Look through the listing below and report every line that contains "bytes".

* Input data *
== Segment start ==

//! Real Time Response administrator operations: privileged commands plus
//! put-file and custom-script management.

use falcon_api::FalconClient;
use falcon_types::{CallArgs, DispatchError, Params, ResultEnvelope};
use serde_json::Value;

use crate::dispatch::dispatch;

/// Administrator-level Real Time Response operations.
#[derive(Debug, Clone)]
pub struct RealTimeResponseAdmin {
    client: FalconClient,
}

impl RealTimeResponseAdmin {
    /// Creates the façade over a configured client.
    pub fn new(client: FalconClient) -> Self {
        Self { client }
    }

    /// Batch executes an administrator command across the hosts mapped to
    /// the given batch ID.
    pub async fn batch_admin_command(
        &self,
        parameters: Option<Params>,
        body: Value,
    ) -> Result<ResultEnvelope, DispatchError> {
        dispatch(
            &self.client,
            "BatchAdminCmd",
            CallArgs::parameters(parameters).with_json(body),
        )
        .await
    }

    /// Get status of an executed administrator command on a single host.
    /// Poll with an increasing `sequence_id` until `complete` is true.
    pub async fn check_admin_command_status(
        &self,
        parameters: Option<Params>,
    ) -> Result<ResultEnvelope, DispatchError> {
        dispatch(
            &self.client,
            "RTR_CheckAdminCommandStatus",
            CallArgs::parameters(parameters),
        )
        .await
    }

    /// Execute an administrator command on a single host.
    pub async fn execute_admin_command(
        &self,
        body: Value,
    ) -> Result<ResultEnvelope, DispatchError> {
        dispatch(
            &self.client,
            "RTR_ExecuteAdminCommand",
            CallArgs::new().with_json(body),
        )
        .await
    }

    /// Get put-files based on the IDs given, as used for the `put` command.
    pub async fn get_put_files(
        &self,
        parameters: Option<Params>,
    ) -> Result<ResultEnvelope, DispatchError> {
        dispatch(
            &self.client,
            "RTR_GetPut_Files",
            CallArgs::parameters(parameters),
        )
        .await
    }

    /// Upload a new put-file for the `put` command. The payload is sent as
    /// opaque bytes.
    pub async fn create_put_files(&self, body: Vec<u8>) -> Result<ResultEnvelope, DispatchError> {
        dispatch(
            &self.client,
            "RTR_CreatePut_Files",
            CallArgs::new().with_raw(body),
        )
        .await
    }

    /// Delete a put-file based on the ID given; one file at a time.
    pub async fn delete_put_files(
        &self,
        parameters: Option<Params>,
    ) -> Result<ResultEnvelope, DispatchError> {
        dispatch(
            &self.client,
            "RTR_DeletePut_Files",
            CallArgs::parameters(parameters),
        )
        .await
    }

    /// Get custom-scripts based on the IDs given, as used for the
    /// `runscript` command.
    pub async fn get_scripts(
        &self,
        parameters: Option<Params>,
    ) -> Result<ResultEnvelope, DispatchError> {
        dispatch(
            &self.client,
            "RTR_GetScripts",
            CallArgs::parameters(parameters),
        )
        .await
    }

    /// Upload a new custom-script for the `runscript` command. The payload
    /// is sent as opaque bytes.
    pub async fn create_scripts(&self, body: Vec<u8>) -> Result<ResultEnvelope, DispatchError> {
        dispatch(
            &self.client,
            "RTR_CreateScripts",
            CallArgs::new().with_raw(body),
        )
        .await
    }

    /// Delete a custom-script based on the ID given; one script at a time.
    pub async fn delete_scripts(
        &self,
        parameters: Option<Params>,
    ) -> Result<ResultEnvelope, DispatchError> {
        dispatch(
            &self.client,
            "RTR_DeleteScripts",
            CallArgs::parameters(parameters),
        )
        .await
    }

    /// Upload a new script to replace an existing one.
    pub async fn update_scripts(&self, body: Vec<u8>) -> Result<ResultEnvelope, DispatchError> {
        dispatch(
            &self.client,
            "RTR_UpdateScripts",
            CallArgs::new().with_raw(body),
        )
        .await
    }

    /// Get a list of put-file IDs available to the user for the `put`
    /// command.
    pub async fn list_put_files(
        &self,
        parameters: Option<Params>,
    ) -> Result<ResultEnvelope, DispatchError> {
        dispatch(
            &self.client,
            "RTR_ListPut_Files",
            CallArgs::parameters(parameters),
        )
        .await
    }

    /// Get a list of custom-script IDs available to the user for the
    /// `runscript` command.
    pub async fn list_scripts(
        &self,
        parameters: Option<Params>,
    ) -> Result<ResultEnvelope, DispatchError> {
        dispatch(
            &self.client,
            "RTR_ListScripts",
            CallArgs::parameters(parameters),
        )
        .await
    }
}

== Segment end ==

* Written answer *
    /// opaque bytes.
    /// is sent as opaque bytes.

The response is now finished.